Fui escribiendo notas cada día para saber el proceso. La temperatura
corporal, y la saturación cada mañana y
cada tarde. O los consejos médicos del día o alguna anécdota. Por último, ya
resultaba aburrido no tener fiebre y
saturar 97 o 98 cada día. Desde el viernes abandoné mi pequeño diario. Todos
los días empezaron a ser iguales.
Los
compañeros curas fueron curas y fueron compañeros. Siempre disponibles. También
los que venían a celebrar la eucaristía.
Desde
lejos notaba la buena colaboración de la gente de la comunidad. Las parroquias
marchan mejor sin cura. La gente sabe que hay cosas que hacer y que la
parroquia ahora es más suya. Hubo unión, participación y buen rollo. Y eso me daba mucha satisfacción. En toda
familia hace falta que el padre o la madre se ponga malo para comprobar que los
hijos son hermanos. Sabía que tenía muchos sobrinos y ahora me he dado cuenta que
tengo el doble.
He
seguido la liturgia de cada día. He
escuchado, gracias a la transmisión de la eucaristía, la homilía del compañero
de turno. Y hoy mismo, leyendo lo que san Pablo dice a los cristianos de
Corinto, me puse a copiarle. A veces no quedamos con algo meramente anecdótico
de Pablo, por alguna frase desacertada que escribió. Pero Pablo fue un hombre
de fe, entusiasta, luchador, trabajador, entregado al servicio del evangelio,
valiente, perseguidor y perseguido, sincero, inteligente, lleno de Espíritu… a
veces soberbio, a veces humilde.
También yo me presenté a ustedes débil y temblando de
miedo; mi palabra y mi predicación no fue con persuasiva sabiduría humana, sino
en la manifestación y el poder del Espíritu, para que nuestra fe no se apoye en la sabiduría de los hombres,
sino en el poder de Dios.
Eso quisiera ser.
Me gustaría seguir mirando por la
ventana para que nunca pierda el contacto con nadie: con la chica que pasea su perro delante de mi
casa, el joven que riega el jardín o refresca la plaza cada mañana, los amigos
que se sientan en el banco cerca de la sacristía, los señores que dialogan en la puerta de la iglesia… A través de cada
uno me llega el Espíritu de Dios.
A lo mejor la palabra del evangelio de hoy me repite
lo que Jesús decía y dice: Que ustedes y yo somos la sal de la tierra. Que
tenemos que darle buen gusto a la comida de la vida. El buen gusto es llevarnos
bien sin dar importancia a tonterías. Es mantener el buen humor y la alegría.

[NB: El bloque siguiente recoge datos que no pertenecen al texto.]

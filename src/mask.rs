//! Owned field masks
//!
//! A [`FieldMask`] names the fields a caller wants validated. An empty mask
//! means every field in the mapping; there is no way to ask for zero fields.
//!
//! # Examples
//!
//! ```
//! use fieldcheck::FieldMask;
//!
//! let mask: FieldMask = "price, name".parse().unwrap();
//! assert_eq!(mask.paths(), ["price", "name"]);
//! assert_eq!(mask.to_string(), "price,name");
//!
//! assert!(FieldMask::all().is_all());
//! ```

use std::convert::Infallible;
use std::fmt;
use std::str::FromStr;

/// Ordered list of field names selected for a validation pass
///
/// Duplicates are kept: each occurrence is validated, and reported, on its
/// own.
#[derive(Debug, Clone, Default, PartialEq, Eq, Hash)]
pub struct FieldMask {
    paths: Vec<String>,
}

impl FieldMask {
    /// The mask selecting every field of the mapping
    pub fn all() -> Self {
        Self::default()
    }

    /// Mask over the given field names, in the given order
    pub fn new<I, S>(paths: I) -> Self
    where
        I: IntoIterator<Item = S>,
        S: Into<String>,
    {
        Self {
            paths: paths.into_iter().map(Into::into).collect(),
        }
    }

    /// Parse a comma separated list of field names
    ///
    /// Whitespace around names is trimmed and empty segments are skipped,
    /// so an empty or blank string selects every field.
    ///
    /// # Examples
    ///
    /// ```
    /// use fieldcheck::FieldMask;
    ///
    /// assert_eq!(FieldMask::parse(" price ,, name").paths(), ["price", "name"]);
    /// assert!(FieldMask::parse("  ").is_all());
    /// ```
    pub fn parse(s: &str) -> Self {
        s.split(',')
            .map(str::trim)
            .filter(|path| !path.is_empty())
            .collect()
    }

    /// Whether this mask selects every field
    pub fn is_all(&self) -> bool {
        self.paths.is_empty()
    }

    /// Selected field names, in mask order
    pub fn paths(&self) -> &[String] {
        &self.paths
    }

    /// Number of selected names, duplicates included
    pub fn len(&self) -> usize {
        self.paths.len()
    }

    /// Whether no name is selected, which means every field
    pub fn is_empty(&self) -> bool {
        self.paths.is_empty()
    }

    /// Add a field name to the mask
    pub fn push(&mut self, path: impl Into<String>) {
        self.paths.push(path.into());
    }

    /// Borrowed names, in the shape [`validate`](crate::validate) takes
    pub fn as_strs(&self) -> Vec<&str> {
        self.paths.iter().map(String::as_str).collect()
    }
}

impl FromStr for FieldMask {
    type Err = Infallible;

    fn from_str(s: &str) -> Result<Self, Self::Err> {
        Ok(Self::parse(s))
    }
}

impl fmt::Display for FieldMask {
    fn fmt(&self, f: &mut fmt::Formatter<'_>) -> fmt::Result {
        f.write_str(&self.paths.join(","))
    }
}

impl<S: Into<String>> FromIterator<S> for FieldMask {
    fn from_iter<I: IntoIterator<Item = S>>(iter: I) -> Self {
        Self::new(iter)
    }
}

impl From<Vec<String>> for FieldMask {
    fn from(paths: Vec<String>) -> Self {
        Self { paths }
    }
}

impl From<&[&str]> for FieldMask {
    fn from(paths: &[&str]) -> Self {
        Self::new(paths.iter().copied())
    }
}
//! # Fieldcheck
//!
//! Field-level validation dispatch with deterministic, aggregated error reports.
//!
//! A domain type describes *how* each of its fields is checked by implementing
//! [`ValidationMapper`]. The dispatcher decides *which* fields run, runs them in
//! ascending name order and collects every failure, so the same input always
//! yields the same report.
//!
//! ## Quick Example
//!
//! ```rust
//! use fieldcheck::{ValidationMap, ValidationMapper, Validator};
//!
//! struct Product {
//!     name: String,
//!     price: i64,
//! }
//!
//! impl Product {
//!     fn validate_name(&self) -> Result<(), &'static str> {
//!         if self.name.is_empty() {
//!             return Err("name must not be empty");
//!         }
//!         Ok(())
//!     }
//!
//!     fn validate_price(&self) -> Result<(), &'static str> {
//!         if self.price <= 0 {
//!             return Err("price must be positive");
//!         }
//!         Ok(())
//!     }
//! }
//!
//! impl ValidationMapper for Product {
//!     fn validation_map(&self) -> ValidationMap<'_> {
//!         ValidationMap::new()
//!             .field("name", || self.validate_name())
//!             .field("price", || self.validate_price())
//!     }
//! }
//!
//! let product = Product { name: String::new(), price: 0 };
//!
//! // Every field
//! let err = product.validate().unwrap_err();
//! assert_eq!(
//!     err.to_string(),
//!     "1. field name is invalid: name must not be empty\n\
//!      2. field price is invalid: price must be positive\n"
//! );
//!
//! // Only some fields
//! let err = product.validate_fields(&["price"]).unwrap_err();
//! assert_eq!(err.to_string(), "1. field price is invalid: price must be positive\n");
//!
//! // Unknown fields are reported, not ignored
//! let err = product.validate_fields(&["id"]).unwrap_err();
//! assert_eq!(err.to_string(), "1. field id is unknown\n");
//! ```
//!
//! ## Features
//!
//! - `tracing`: emit `debug!` events for rejected passes and failed fields
//! - `serde`: serialize reports and (de)serialize [`FieldMask`]

#![warn(missing_docs)]
#![warn(missing_debug_implementations)]

pub mod dispatch;
pub mod error;
pub mod mapper;
pub mod mask;
pub mod semigroup;
pub mod testing;
pub mod validator;

#[cfg(feature = "serde")]
mod serde_impl;

// Re-exports
pub use dispatch::validate;
pub use error::{Error, FieldError, FieldErrorKind, ValidationErrors};
pub use mapper::{CheckError, FieldCheck, ValidationMap, ValidationMapper};
pub use mask::FieldMask;
pub use semigroup::Semigroup;
pub use validator::Validator;

/// Prelude module for convenient imports
pub mod prelude {
    pub use crate::dispatch::validate;
    pub use crate::error::{Error, FieldError, FieldErrorKind, ValidationErrors};
    pub use crate::mapper::{ValidationMap, ValidationMapper};
    pub use crate::mask::FieldMask;
    pub use crate::semigroup::Semigroup;
    pub use crate::validator::Validator;
}
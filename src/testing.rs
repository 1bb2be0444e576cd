//! Testing utilities for code built on fieldcheck
//!
//! This module provides assertion macros for validation results, a mapper
//! built from fixed outcomes, and a log recording which checks actually ran.
//!
//! # Examples
//!
//! ```rust
//! use fieldcheck::testing::FixtureMapper;
//! use fieldcheck::{assert_field_errors, assert_valid, validate};
//!
//! let ok = FixtureMapper::new().passing("name");
//! assert_valid!(validate(Some(&ok), &[]));
//!
//! let bad = FixtureMapper::new()
//!     .passing("name")
//!     .failing("price", "price must be positive");
//! assert_field_errors!(
//!     validate(Some(&bad), &[]),
//!     ["field price is invalid: price must be positive"]
//! );
//! ```

use std::cell::RefCell;

use crate::mapper::{ValidationMap, ValidationMapper};

/// Mapper whose checks return fixed outcomes
///
/// Useful to exercise the dispatcher, or code that consumes its reports,
/// without writing a domain type.
///
/// # Example
///
/// ```rust
/// use fieldcheck::testing::FixtureMapper;
/// use fieldcheck::ValidationMapper;
///
/// let fixture = FixtureMapper::new()
///     .passing("name")
///     .failing("price", "price must be positive");
///
/// assert_eq!(fixture.validation_map().len(), 2);
/// ```
#[derive(Debug, Clone, Default)]
pub struct FixtureMapper<'l> {
    outcomes: Vec<(String, Option<String>)>,
    log: Option<&'l CallLog>,
}

impl<'l> FixtureMapper<'l> {
    /// Create a mapper without fields
    pub fn new() -> Self {
        Self::default()
    }

    /// Register a field whose check passes
    pub fn passing(mut self, field: impl Into<String>) -> Self {
        self.outcomes.push((field.into(), None));
        self
    }

    /// Register a field whose check fails with `reason`
    pub fn failing(mut self, field: impl Into<String>, reason: impl Into<String>) -> Self {
        self.outcomes.push((field.into(), Some(reason.into())));
        self
    }

    /// Record every check invocation into `log`
    pub fn with_log<'m>(self, log: &'m CallLog) -> FixtureMapper<'m> {
        FixtureMapper {
            outcomes: self.outcomes,
            log: Some(log),
        }
    }
}

impl ValidationMapper for FixtureMapper<'_> {
    fn validation_map(&self) -> ValidationMap<'_> {
        let mut map = ValidationMap::new();
        for (field, reason) in &self.outcomes {
            let log = self.log;
            map.insert(field.as_str(), move || {
                if let Some(log) = log {
                    log.record(field);
                }
                match reason {
                    Some(reason) => Err(reason.clone()),
                    None => Ok(()),
                }
            });
        }
        map
    }
}

/// Ordered record of the checks that were invoked
///
/// # Example
///
/// ```rust
/// use fieldcheck::testing::CallLog;
/// use fieldcheck::ValidationMap;
///
/// let log = CallLog::new();
/// let map = ValidationMap::new().field("name", log.wrap("name", || Ok::<_, &str>(())));
///
/// assert!(log.is_empty());
/// map.get("name").unwrap()().unwrap();
/// assert_eq!(log.calls(), vec!["name"]);
/// ```
#[derive(Debug, Default)]
pub struct CallLog {
    calls: RefCell<Vec<String>>,
}

impl CallLog {
    /// Create an empty log
    pub fn new() -> Self {
        Self::default()
    }

    /// Record one invocation of `field`'s check
    pub fn record(&self, field: &str) {
        self.calls.borrow_mut().push(field.to_string());
    }

    /// Wrap `check` so every call is recorded under `field`
    pub fn wrap<'a, F, E>(&'a self, field: &'a str, check: F) -> impl Fn() -> Result<(), E> + 'a
    where
        F: Fn() -> Result<(), E> + 'a,
    {
        move || {
            self.record(field);
            check()
        }
    }

    /// Recorded field names, in invocation order
    pub fn calls(&self) -> Vec<String> {
        self.calls.borrow().clone()
    }

    /// How many times `field`'s check ran
    pub fn count(&self, field: &str) -> usize {
        self.calls.borrow().iter().filter(|call| *call == field).count()
    }

    /// Whether no check ran
    pub fn is_empty(&self) -> bool {
        self.calls.borrow().is_empty()
    }
}

/// Assert that a validation passed.
///
/// # Example
///
/// ```rust
/// use fieldcheck::testing::FixtureMapper;
/// use fieldcheck::{assert_valid, validate};
///
/// assert_valid!(validate(Some(&FixtureMapper::new().passing("name")), &[]));
/// ```
#[macro_export]
macro_rules! assert_valid {
    ($result:expr) => {
        match $result {
            Ok(_) => {}
            Err(e) => {
                panic!("Expected validation to pass, got: {}", e);
            }
        }
    };
}

/// Assert that a validation failed, for any reason.
///
/// # Example
///
/// ```rust
/// use fieldcheck::testing::FixtureMapper;
/// use fieldcheck::{assert_invalid, validate};
///
/// assert_invalid!(validate::<FixtureMapper>(None, &[]));
/// ```
#[macro_export]
macro_rules! assert_invalid {
    ($result:expr) => {
        match $result {
            Err(_) => {}
            Ok(_) => {
                panic!("Expected validation to fail, got Ok");
            }
        }
    };
}

/// Assert that a validation failed with exactly the given field messages.
///
/// # Example
///
/// ```rust
/// use fieldcheck::testing::FixtureMapper;
/// use fieldcheck::{assert_field_errors, validate};
///
/// let fixture = FixtureMapper::new().passing("name");
/// assert_field_errors!(validate(Some(&fixture), &["id"]), ["field id is unknown"]);
/// ```
#[macro_export]
macro_rules! assert_field_errors {
    ($result:expr, $expected:expr) => {
        match $result {
            Err($crate::Error::Fields(errors)) => {
                assert_eq!(errors.messages(), $expected);
            }
            Err(other) => {
                panic!(
                    "Expected field errors {:?}, got precondition error: {}",
                    $expected, other
                );
            }
            Ok(_) => {
                panic!("Expected field errors {:?}, got Ok", $expected);
            }
        }
    };
}
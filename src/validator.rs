//! Method syntax for validating mapped types
//!
//! [`Validator`] is implemented for every [`ValidationMapper`], so a domain
//! type only writes its mapping and gets `validate` methods for free.
//!
//! ```
//! use fieldcheck::{FieldMask, ValidationMap, ValidationMapper, Validator};
//!
//! struct Order {
//!     quantity: u32,
//! }
//!
//! impl ValidationMapper for Order {
//!     fn validation_map(&self) -> ValidationMap<'_> {
//!         ValidationMap::new().field("quantity", || {
//!             if self.quantity == 0 { Err("quantity must not be zero") } else { Ok(()) }
//!         })
//!     }
//! }
//!
//! let order = Order { quantity: 0 };
//! assert!(order.validate().is_err());
//! assert!(order.validate_mask(&FieldMask::parse("quantity")).is_err());
//! ```

use crate::dispatch::validate;
use crate::error::Error;
use crate::mapper::ValidationMapper;
use crate::mask::FieldMask;

/// Types that can be validated field by field
pub trait Validator: ValidationMapper {
    /// Validate every field
    fn validate(&self) -> Result<(), Error> {
        validate(Some(self), &[])
    }

    /// Validate the named fields; an empty slice validates every field
    fn validate_fields(&self, fields: &[&str]) -> Result<(), Error> {
        validate(Some(self), fields)
    }

    /// Validate the fields selected by `mask`
    fn validate_mask(&self, mask: &FieldMask) -> Result<(), Error> {
        validate(Some(self), &mask.as_strs())
    }
}

impl<T: ValidationMapper + ?Sized> Validator for T {}

#[cfg(test)]
mod tests {
    use super::*;
    use crate::testing::FixtureMapper;

    fn fixture() -> FixtureMapper<'static> {
        FixtureMapper::new()
            .passing("name")
            .failing("price", "price must be positive")
    }

    #[test]
    fn test_validate_all_fields() {
        let err = fixture().validate().unwrap_err();
        assert_eq!(err.field_errors().unwrap().fields(), vec!["price"]);
    }

    #[test]
    fn test_validate_fields_subset() {
        assert!(fixture().validate_fields(&["name"]).is_ok());
        assert!(fixture().validate_fields(&["price"]).is_err());
    }

    #[test]
    fn test_validate_mask_all_matches_validate() {
        let by_mask = fixture().validate_mask(&FieldMask::all()).unwrap_err();
        let by_default = fixture().validate().unwrap_err();

        assert_eq!(by_mask.to_string(), by_default.to_string());
    }

    #[test]
    fn test_validate_through_trait_object() {
        let boxed: Box<dyn ValidationMapper> = Box::new(fixture());
        assert!(boxed.validate_fields(&["name"]).is_ok());
    }
}
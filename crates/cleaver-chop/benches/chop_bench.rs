use criterion::{black_box, criterion_group, criterion_main, Criterion};

use cleaver_ir::ast::{Exp, Field, LocalVar, Method, Program, ProgramMeta, Stmt, Type};

use cleaver_chop::pipeline::chop_with_defaults;

/// A program of `n` methods where method `i` calls method `i + 1` and touches
/// its own field: a long dependency chain with plenty of shared tails.
fn call_chain(n: usize) -> Program {
    let mut program = Program::new(ProgramMeta {
        source_name: "bench.vpr".into(),
        ..ProgramMeta::default()
    });
    for i in 0..n {
        program.add_field(Field {
            name: format!("f{i}"),
            typ: Type::Int,
        });
        let mut stmts = vec![Stmt::Inhale(Exp::Acc {
            loc: Box::new(Exp::FieldAccess {
                receiver: Box::new(Exp::Local(LocalVar::new("x", Type::Ref))),
                field: format!("f{i}"),
                typ: Type::Int,
            }),
            perm: None,
        })];
        if i + 1 < n {
            stmts.push(Stmt::Call {
                method: format!("m{}", i + 1),
                args: vec![Exp::Local(LocalVar::new("x", Type::Ref))],
                targets: vec![],
            });
        }
        program.add_method(Method {
            name: format!("m{i}"),
            formal_args: vec![LocalVar::new("x", Type::Ref)],
            formal_returns: vec![],
            pres: vec![],
            posts: vec![],
            body: Some(Stmt::Block {
                decls: vec![],
                stmts,
            }),
        });
    }
    program
}

fn bench_chop_unbounded(c: &mut Criterion) {
    let program = call_chain(100);
    c.bench_function("chop_chain_100_unbounded", |b| {
        b.iter(|| chop_with_defaults(black_box(&program), None).unwrap())
    });
}

fn bench_chop_bounded(c: &mut Criterion) {
    let program = call_chain(100);
    c.bench_function("chop_chain_100_bound_8", |b| {
        b.iter(|| chop_with_defaults(black_box(&program), Some(8)).unwrap())
    });
}

criterion_group!(benches, bench_chop_unbounded, bench_chop_bounded);
criterion_main!(benches);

Mandarnos chistes y memes, reírnos, animarnos, felicitarnos y tener siempre la
ventana abierta, sin rejas, para que, quien quiera, coja la llave y descubra
que aquí dentro hay una comunidad de gente normal, que quiere ser buena y que a
veces mete la pata. Y que no le gustan los cristianos raros, ni los que ven
pecado por todos lados, ni andan todo el día con rezos, novenas, triduos y
devociones extrañas porque nos podemos
cargar el Espíritu de Dios. Y el Espíritu está por fuera de la ventana y por
fuera de la iglesia. Los virus pueden estar dentro.